Additionally, the Family Court properly dismissed the amended petitions alleging that the father and the mother neglected Christopher and Ava. There was no evidence that these children witnessed any domestic violence incident, or that their emotional condition was impaired or placed in imminent danger of impairment (see Matter of Kiana M.-M. [Robert M.], 123 AD3d 720, 721 [2014]; Matter of Daphne G., 308 AD2d 132, 135 [2003]). Further, the petitioner did not allege in the petitions that the father and the mother derivatively neglected these two children (see Matter of Latifah C., 34 AD3d 798, 800 [2006]).

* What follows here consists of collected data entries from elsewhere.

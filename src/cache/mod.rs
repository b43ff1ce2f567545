//! Response caching.
//!
//! # Responsibilities
//! - Map request fingerprints to previously obtained responses
//! - Bound the store by entry count (LRU eviction) and age (per-entry TTL)
//! - Track hit, miss, set and eviction counters
//!
//! # Design Decisions
//! - Backed by `moka::sync::Cache` with the LRU policy; housekeeping runs after
//!   every write so the size bound holds when `set` returns
//! - TTL is anchored to insertion unless sliding expiration is enabled
//! - TTLs too large to represent mean "never expires"
//! - A disabled cache is a cheap no-op, never an error

pub mod fingerprint;

use std::sync::atomic::{AtomicU64, Ordering};
use std::sync::Arc;
use std::time::{Duration, Instant};

use moka::notification::RemovalCause;
use moka::policy::EvictionPolicy;
use moka::sync::Cache;
use moka::Expiry;
use serde::Serialize;
use serde_json::Value;

use crate::config::CacheConfig;
use crate::observability::metrics;

pub use fingerprint::{canonical_json, fingerprint};

/// TTLs at or above this are stored without an expiry.
const MAX_TTL: Duration = Duration::from_secs(100 * 365 * 24 * 60 * 60);

/// Snapshot of cache counters.
#[derive(Debug, Clone, PartialEq, Serialize)]
pub struct CacheStats {
    pub enabled: bool,
    pub hits: u64,
    pub misses: u64,
    pub sets: u64,
    pub evictions: u64,
    pub size: usize,
    /// `hits / (hits + misses)`, 0.0 before any lookup.
    pub hit_rate: f64,
}

impl CacheStats {
    fn disabled() -> Self {
        Self {
            enabled: false,
            hits: 0,
            misses: 0,
            sets: 0,
            evictions: 0,
            size: 0,
            hit_rate: 0.0,
        }
    }
}

#[derive(Clone)]
struct Entry<V> {
    value: V,
    /// `None` never expires.
    ttl: Option<Duration>,
}

/// Per-entry expiry; reads re-anchor only when sliding.
struct EntryExpiry {
    sliding: bool,
}

impl<V> Expiry<String, Entry<V>> for EntryExpiry {
    fn expire_after_create(&self, _key: &String, entry: &Entry<V>, _created_at: Instant) -> Option<Duration> {
        entry.ttl
    }

    fn expire_after_update(
        &self,
        _key: &String,
        entry: &Entry<V>,
        _updated_at: Instant,
        _remaining: Option<Duration>,
    ) -> Option<Duration> {
        entry.ttl
    }

    fn expire_after_read(
        &self,
        _key: &String,
        entry: &Entry<V>,
        _read_at: Instant,
        remaining: Option<Duration>,
        _last_modified_at: Instant,
    ) -> Option<Duration> {
        if self.sliding {
            entry.ttl
        } else {
            remaining
        }
    }
}

#[derive(Default)]
struct Counters {
    hits: AtomicU64,
    misses: AtomicU64,
    sets: AtomicU64,
    /// Shared with the eviction listener.
    evictions: Arc<AtomicU64>,
}

impl Counters {
    fn reset(&self) {
        self.hits.store(0, Ordering::Relaxed);
        self.misses.store(0, Ordering::Relaxed);
        self.sets.store(0, Ordering::Relaxed);
        self.evictions.store(0, Ordering::Relaxed);
    }
}

struct Store<V> {
    entries: Cache<String, Entry<V>>,
    counters: Counters,
}

/// Size- and time-bounded response cache.
pub struct ResponseCache<V = Value> {
    inner: Option<Store<V>>,
    default_ttl: Duration,
    sliding: bool,
}

impl<V> ResponseCache<V>
where
    V: Clone + Send + Sync + 'static,
{
    /// Build a cache from configuration. `enabled = false` yields a no-op cache.
    pub fn new(config: &CacheConfig) -> Self {
        if !config.enabled {
            return Self::disabled();
        }

        let counters = Counters::default();
        let evictions = Arc::clone(&counters.evictions);
        let entries = Cache::builder()
            .max_capacity(config.max_entries.max(1) as u64)
            .eviction_policy(EvictionPolicy::lru())
            .expire_after(EntryExpiry {
                sliding: config.sliding_expiration,
            })
            .eviction_listener(move |key: Arc<String>, _entry: Entry<V>, cause: RemovalCause| {
                if cause == RemovalCause::Size {
                    evictions.fetch_add(1, Ordering::Relaxed);
                    metrics::record_cache_event("eviction");
                    tracing::debug!(key = %key, "Evicted least recently used entry");
                }
            })
            .build();

        Self {
            inner: Some(Store { entries, counters }),
            default_ttl: config.ttl(),
            sliding: config.sliding_expiration,
        }
    }

    pub fn disabled() -> Self {
        Self {
            inner: None,
            default_ttl: Duration::ZERO,
            sliding: false,
        }
    }

    pub fn is_enabled(&self) -> bool {
        self.inner.is_some()
    }

    /// Look up `key`, refreshing its recency. Expired entries are removed and
    /// reported as a miss.
    pub fn get(&self, key: &str) -> Option<V> {
        let store = self.inner.as_ref()?;

        match store.entries.get(key) {
            Some(entry) => {
                store.counters.hits.fetch_add(1, Ordering::Relaxed);
                metrics::record_cache_event("hit");
                tracing::debug!(key = %key, "Cache hit");
                Some(entry.value)
            }
            None => {
                // Drops an expired entry still occupying a slot.
                store.entries.invalidate(key);
                store.counters.misses.fetch_add(1, Ordering::Relaxed);
                metrics::record_cache_event("miss");
                tracing::debug!(key = %key, "Cache miss");
                None
            }
        }
    }

    /// Store `value` under `key`, with `ttl` overriding the configured default.
    pub fn set(&self, key: &str, value: V, ttl: Option<Duration>) {
        let Some(store) = &self.inner else {
            return;
        };
        let ttl = ttl.unwrap_or(self.default_ttl);
        store.entries.insert(
            key.to_string(),
            Entry {
                value,
                ttl: (ttl < MAX_TTL).then_some(ttl),
            },
        );
        store.entries.run_pending_tasks();

        store.counters.sets.fetch_add(1, Ordering::Relaxed);
        metrics::record_cache_event("set");
        metrics::record_cache_size(store.entries.entry_count() as usize);
    }

    /// Whether an unexpired entry exists. Does not refresh recency.
    pub fn has(&self, key: &str) -> bool {
        let Some(store) = &self.inner else {
            return false;
        };
        if store.entries.contains_key(key) {
            return true;
        }
        store.entries.invalidate(key);
        false
    }

    /// Remove `key`. Returns `true` only if an unexpired entry was removed.
    pub fn delete(&self, key: &str) -> bool {
        let Some(store) = &self.inner else {
            return false;
        };
        let live = store.entries.contains_key(key);
        store.entries.invalidate(key);
        store.entries.run_pending_tasks();
        metrics::record_cache_size(store.entries.entry_count() as usize);
        live
    }

    /// Drop every entry and reset the counters.
    pub fn clear(&self) {
        let Some(store) = &self.inner else {
            return;
        };
        store.entries.invalidate_all();
        store.entries.run_pending_tasks();
        store.counters.reset();
        metrics::record_cache_size(0);
    }

    /// Physically remove expired entries. Returns how many were dropped.
    pub fn purge_expired(&self) -> usize {
        let Some(store) = &self.inner else {
            return 0;
        };
        let before = store.entries.entry_count();
        store.entries.run_pending_tasks();
        let after = store.entries.entry_count();

        let purged = before.saturating_sub(after) as usize;
        if purged > 0 {
            tracing::debug!(purged, "Purged expired cache entries");
            metrics::record_cache_size(after as usize);
        }
        purged
    }

    pub fn stats(&self) -> CacheStats {
        let Some(store) = &self.inner else {
            return CacheStats::disabled();
        };
        store.entries.run_pending_tasks();

        let hits = store.counters.hits.load(Ordering::Relaxed);
        let misses = store.counters.misses.load(Ordering::Relaxed);
        let lookups = hits + misses;
        CacheStats {
            enabled: true,
            hits,
            misses,
            sets: store.counters.sets.load(Ordering::Relaxed),
            evictions: store.counters.evictions.load(Ordering::Relaxed),
            size: store.entries.entry_count() as usize,
            hit_rate: if lookups == 0 {
                0.0
            } else {
                hits as f64 / lookups as f64
            },
        }
    }
}

impl<V> std::fmt::Debug for ResponseCache<V> {
    fn fmt(&self, f: &mut std::fmt::Formatter<'_>) -> std::fmt::Result {
        f.debug_struct("ResponseCache")
            .field("enabled", &self.inner.is_some())
            .field("default_ttl", &self.default_ttl)
            .field("sliding", &self.sliding)
            .finish()
    }
}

The mother is not aggrieved by so much of the order of disposition dated September 22, 2016, as placed her under the supervision of a child protective services agency for a period of six months because she consented to the disposition. Therefore, her appeal from that portion of the order of disposition dated September 22, 2016, must be dismissed (see CPLR 5511; Matter of Beverly R., 38 AD3d 668, 669 [2007]). In addition, her appeal from that portion of the order of disposition dated September 22, 2016, must be dismissed as academic, as that potion of the order has expired by its own terms.

[*4] The father's cross appeal from so much of the order of disposition dated September 28, 2016, as placed him under the supervision of a child protective services agency for a period of six months and directed the issuance of a limited order of protection against him must be dismissed as academic, because that portion of the order of disposition has expired by its own terms (see Matter of Angie G. [Jose D.G.], 111 AD3d 404, 405 [2013]; Matter of Chaim R. [Keturah Ponce R.], 94 AD3d 1127, 1129 [2012]; Matter of Jeffrey Raymond D., 3 AD3d 568, 569 [2004]; Matter of Jamie J., 209 AD2d 896, 898 [1994]).

The petitioner's remaining contention is without merit. Rivera, J.P., Roman, Maltese and LaSalle, JJ., concur.